Little update as I’m out and today has been particularly horrid since we’re all sleep deprived. I’ve been trying to catch up on everyone’s advice and will certainly do so once the school run is done.

Some note I never once considered giving our password it or considered it reasonable. I’ve said I do have quite bad anxiety and MH issues that can make me doubt my own judgement. When I was caught on spot I needed a little clarification.

I have recorded the banging. Managed to get decent enough quality on my phones recorder. NDN’s DP did come back at 8:00am this morning just as we were all leaving. She wanted to catch us before the school run as they’re just that desperate. I had practiced my speech. Which consisted of points that I wasn’t comfortable and that my provider forbids such a thing because of the massive security risks it poses. I was able to recite it with a few pauses and stuttering, I felt like I was going to implode from the sheer pressure and awkwardness.

NDN’s DP went on to say that I didn’t have to tell my provider. It would be our secret. I said no that didn’t nullify the security risk. This is when she got angry and essentially said I was accusing them of being criminals and doing ‘dodgy internet things’.Hmm I told her this conversation was over and headed to my car. She followed, still saying that I was being ridiculous accusing them and that they were offering to pay. I told her if that was the case then she lost definitely could pay a provider for the actual service. Closed car door and drove off due to us almost being late and I didn’t think I could take much more.
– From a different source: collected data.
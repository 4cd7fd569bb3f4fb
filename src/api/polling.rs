use std::collections::HashMap;
use std::sync::Arc;
use std::time::Duration;

use tokio::sync::{mpsc, Mutex, RwLock};
use tokio::time::Instant;
use warp::http::StatusCode;
use warp::Filter;

use crate::error::SyncError;
use crate::sync::{decode_client_event, RoomServer, ServerEvent};

/// Fallback transport substrate for clients behind intermediaries that
/// break persistent streams. Same event surface as the WebSocket route,
/// carried over plain HTTP requests: a handshake mints the session, GET
/// long-polls the outbox, POST submits one client event.
pub struct PollGateway {
    server: Arc<RoomServer>,
    sessions: RwLock<HashMap<String, Arc<PollSession>>>,
    poll_wait: Duration,
    liveness_timeout: Duration,
}

struct PollSession {
    outbox: Mutex<mpsc::UnboundedReceiver<ServerEvent>>,
    last_seen: Mutex<Instant>,
}

pub enum SubmitOutcome {
    Accepted,
    Rejected(String),
    UnknownSession,
}

impl PollGateway {
    pub fn new(server: Arc<RoomServer>, poll_wait: Duration, liveness_timeout: Duration) -> Self {
        Self {
            server,
            sessions: RwLock::new(HashMap::new()),
            poll_wait,
            liveness_timeout,
        }
    }

    /// Handshake: register a session and return its identity. The
    /// response body plays the role the `connected` event plays on the
    /// streaming substrate.
    pub async fn connect(&self) -> String {
        let (session_id, outbox) = self.server.register_session().await;
        let session = Arc::new(PollSession {
            outbox: Mutex::new(outbox),
            last_seen: Mutex::new(Instant::now()),
        });

        let mut sessions = self.sessions.write().await;
        sessions.insert(session_id.clone(), session);
        tracing::info!(session_id = %session_id, "Polling session connected");

        session_id
    }

    async fn touch(&self, session_id: &str) -> Option<Arc<PollSession>> {
        let session = {
            let sessions = self.sessions.read().await;
            sessions.get(session_id).cloned()
        }?;
        *session.last_seen.lock().await = Instant::now();
        Some(session)
    }

    /// Drain queued events, waiting up to `poll_wait` for the first one.
    /// An empty batch means the long poll timed out; the client polls
    /// again. Returns None for unknown sessions.
    pub async fn poll(&self, session_id: &str) -> Option<Vec<ServerEvent>> {
        let session = self.touch(session_id).await?;
        let mut outbox = session.outbox.lock().await;

        let mut events = Vec::new();
        match tokio::time::timeout(self.poll_wait, outbox.recv()).await {
            Ok(Some(event)) => {
                events.push(event);
                while let Ok(event) = outbox.try_recv() {
                    events.push(event);
                }
            }
            // channel closed server-side; the reaper will finish cleanup
            Ok(None) => {}
            // long-poll timeout, nothing queued
            Err(_) => {}
        }

        Some(events)
    }

    /// Submit one client event for dispatch
    pub async fn submit(&self, session_id: &str, body: &str) -> SubmitOutcome {
        if self.touch(session_id).await.is_none() {
            return SubmitOutcome::UnknownSession;
        }

        match decode_client_event(body) {
            Ok(event) => {
                self.server.handle_event(session_id, event).await;
                SubmitOutcome::Accepted
            }
            Err(e) => {
                tracing::warn!(
                    session_id = %session_id,
                    error = %e,
                    "Rejected malformed polling submission"
                );
                SubmitOutcome::Rejected(e.to_string())
            }
        }
    }

    /// Explicit disconnect. Returns false for unknown sessions.
    pub async fn disconnect(&self, session_id: &str) -> bool {
        let removed = {
            let mut sessions = self.sessions.write().await;
            sessions.remove(session_id).is_some()
        };
        if removed {
            self.server.handle_disconnect(session_id).await;
        }
        removed
    }

    /// Safety net against half-open clients: polling carries no
    /// disconnect notification, so sessions idle beyond the liveness
    /// timeout get the same cleanup a disconnect would trigger.
    pub fn spawn_reaper(self: Arc<Self>) {
        tokio::spawn(async move {
            let period = (self.liveness_timeout / 4).max(Duration::from_secs(1));
            let mut ticker = tokio::time::interval(period);
            ticker.set_missed_tick_behavior(tokio::time::MissedTickBehavior::Delay);

            loop {
                ticker.tick().await;

                let mut expired = Vec::new();
                {
                    let sessions = self.sessions.read().await;
                    for (session_id, session) in sessions.iter() {
                        let last_seen = *session.last_seen.lock().await;
                        if last_seen.elapsed() > self.liveness_timeout {
                            expired.push(session_id.clone());
                        }
                    }
                }

                for session_id in expired {
                    tracing::warn!(session_id = %session_id, "Polling session timed out");
                    self.disconnect(&session_id).await;
                }
            }
        });
    }
}

/// Polling transport routes: POST /poll (handshake), GET /poll/{session}
/// (long-poll), POST /poll/{session} (submit), DELETE /poll/{session}
pub fn poll_routes(
    gateway: Arc<PollGateway>,
) -> impl Filter<Extract = impl warp::Reply, Error = warp::Rejection> + Clone {
    let connect = warp::path("poll")
        .and(warp::path::end())
        .and(warp::post())
        .and(with_gateway(gateway.clone()))
        .and_then(|gateway: Arc<PollGateway>| async move {
            let session_id = gateway.connect().await;
            Ok::<_, warp::Rejection>(warp::reply::json(
                &serde_json::json!({ "sessionId": session_id }),
            ))
        });

    let poll = warp::path("poll")
        .and(warp::path::param::<String>())
        .and(warp::path::end())
        .and(warp::get())
        .and(with_gateway(gateway.clone()))
        .and_then(|session_id: String, gateway: Arc<PollGateway>| async move {
            let reply = match gateway.poll(&session_id).await {
                Some(events) => {
                    warp::reply::with_status(warp::reply::json(&events), StatusCode::OK)
                }
                None => warp::reply::with_status(
                    warp::reply::json(&serde_json::json!({
                        "error": SyncError::SessionNotFound(session_id).to_string()
                    })),
                    StatusCode::NOT_FOUND,
                ),
            };
            Ok::<_, warp::Rejection>(reply)
        });

    let submit = warp::path("poll")
        .and(warp::path::param::<String>())
        .and(warp::path::end())
        .and(warp::post())
        .and(warp::body::content_length_limit(64 * 1024))
        .and(warp::body::bytes())
        .and(with_gateway(gateway.clone()))
        .and_then(
            |session_id: String, body: bytes::Bytes, gateway: Arc<PollGateway>| async move {
                let text = String::from_utf8_lossy(&body);
                let reply = match gateway.submit(&session_id, &text).await {
                    SubmitOutcome::Accepted => warp::reply::with_status(
                        warp::reply::json(&serde_json::json!({ "status": "accepted" })),
                        StatusCode::OK,
                    ),
                    SubmitOutcome::Rejected(message) => warp::reply::with_status(
                        warp::reply::json(&serde_json::json!({ "error": message })),
                        StatusCode::BAD_REQUEST,
                    ),
                    SubmitOutcome::UnknownSession => warp::reply::with_status(
                        warp::reply::json(&serde_json::json!({
                            "error": SyncError::SessionNotFound(session_id).to_string()
                        })),
                        StatusCode::NOT_FOUND,
                    ),
                };
                Ok::<_, warp::Rejection>(reply)
            },
        );

    let disconnect = warp::path("poll")
        .and(warp::path::param::<String>())
        .and(warp::path::end())
        .and(warp::delete())
        .and(with_gateway(gateway))
        .and_then(|session_id: String, gateway: Arc<PollGateway>| async move {
            let reply = if gateway.disconnect(&session_id).await {
                warp::reply::with_status(
                    warp::reply::json(&serde_json::json!({ "status": "disconnected" })),
                    StatusCode::OK,
                )
            } else {
                warp::reply::with_status(
                    warp::reply::json(&serde_json::json!({
                        "error": SyncError::SessionNotFound(session_id).to_string()
                    })),
                    StatusCode::NOT_FOUND,
                )
            };
            Ok::<_, warp::Rejection>(reply)
        });

    connect.or(poll).or(submit).or(disconnect)
}

fn with_gateway(
    gateway: Arc<PollGateway>,
) -> impl Filter<Extract = (Arc<PollGateway>,), Error = std::convert::Infallible> + Clone {
    warp::any().map(move || gateway.clone())
}

#[cfg(test)]
mod tests {
    use super::*;
    use crate::catalog::CodeBlockStore;

    fn test_gateway(poll_wait: Duration, liveness: Duration) -> Arc<PollGateway> {
        let store = Arc::new(CodeBlockStore::from_config(None).unwrap());
        let server = Arc::new(RoomServer::new(store));
        Arc::new(PollGateway::new(server, poll_wait, liveness))
    }

    #[tokio::test]
    async fn test_connect_submit_poll_flow() {
        let gateway = test_gateway(Duration::from_millis(200), Duration::from_secs(60));
        let session_id = gateway.connect().await;

        let outcome = gateway
            .submit(
                &session_id,
                r#"{"type":"join_room","room":"async-function"}"#,
            )
            .await;
        assert!(matches!(outcome, SubmitOutcome::Accepted));

        let events = gateway.poll(&session_id).await.unwrap();
        assert_eq!(
            events[0],
            ServerEvent::RoleAssigned { is_mentor: true }
        );
        // snapshot and membership count follow in the same batch
        assert!(events
            .iter()
            .any(|e| matches!(e, ServerEvent::RoomUpdate { student_count: 0 })));
    }

    #[tokio::test]
    async fn test_poll_times_out_empty() {
        let gateway = test_gateway(Duration::from_millis(50), Duration::from_secs(60));
        let session_id = gateway.connect().await;

        let events = gateway.poll(&session_id).await.unwrap();
        assert!(events.is_empty());
    }

    #[tokio::test]
    async fn test_unknown_session_rejected() {
        let gateway = test_gateway(Duration::from_millis(50), Duration::from_secs(60));

        assert!(gateway.poll("ghost").await.is_none());
        assert!(matches!(
            gateway.submit("ghost", r#"{"type":"leave_room"}"#).await,
            SubmitOutcome::UnknownSession
        ));
        assert!(!gateway.disconnect("ghost").await);
    }

    #[tokio::test]
    async fn test_malformed_submission_rejected() {
        let gateway = test_gateway(Duration::from_millis(50), Duration::from_secs(60));
        let session_id = gateway.connect().await;

        let outcome = gateway.submit(&session_id, "not json").await;
        assert!(matches!(outcome, SubmitOutcome::Rejected(_)));
    }

    #[tokio::test]
    async fn test_disconnect_runs_leave_cleanup() {
        let gateway = test_gateway(Duration::from_millis(100), Duration::from_secs(60));

        let mentor = gateway.connect().await;
        let student = gateway.connect().await;
        gateway
            .submit(&mentor, r#"{"type":"join_room","room":"array-methods"}"#)
            .await;
        gateway
            .submit(&student, r#"{"type":"join_room","room":"array-methods"}"#)
            .await;
        gateway.poll(&student).await.unwrap();

        assert!(gateway.disconnect(&mentor).await);

        let events = gateway.poll(&student).await.unwrap();
        assert!(events.contains(&ServerEvent::MentorLeft));
    }
}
Small note this might seem dramatic to some but in my position with my anxiety and issues it took a lot out of me. I would love the luxury of being able to face things like this normally without repercussions to my self esteem and MH.

OP posts:
bakingdemon · 30/01/2018 14:52

No way should you do this at all. No way. When we sold our last place, the buyer asked us what our arrangements with internet were as she'd always shared with neighbours before and assumed we'd done the same. We replied along the lines of "as grown ups, we pay for our own internet and so should you"

sparklepops123 · 30/01/2018 14:55

Some people are just unbelievable ! Good luck to you ! Oh and well done for not giving in

lovelystar · 30/01/2018 14:56

I already posted futher back OP but am rooting for you Flowers they sound like horrible people and I think you're doing amazingly well in how you are handling it. Would you be able or would it help for you to contact your old neighbours and see if they were the same with them?

trulybadlydeeply · 30/01/2018 14:57

Well done OP. I don't think you are being dramatic at all, I would feel quite shaken after an exchange like that.

Do keep recording anything untoward such as the banging, or anything else.

Nousernameforme · 30/01/2018 14:58

Well done you. I have had GAD for ages and I know how difficult something like that must have been. Try now not to keep replaying it. Hopefully that will be the end of it.
Hell if they are that desperate plenty of places do free wifi or they can get a pre paid dongle

sonjadog · 30/01/2018 14:58

You tackled it really well this morning, OP. Well done.

I'm about as relaxed and easy-going a neighbour as you can get, but there is no way I would share my WIFI password with one of my neighbours. Beside the security risk, I don´t want to end up with a slow connection myself because they are busy online! They can order up their own WIFI. Also, their behaviour would kill any goodwill I might have towards them.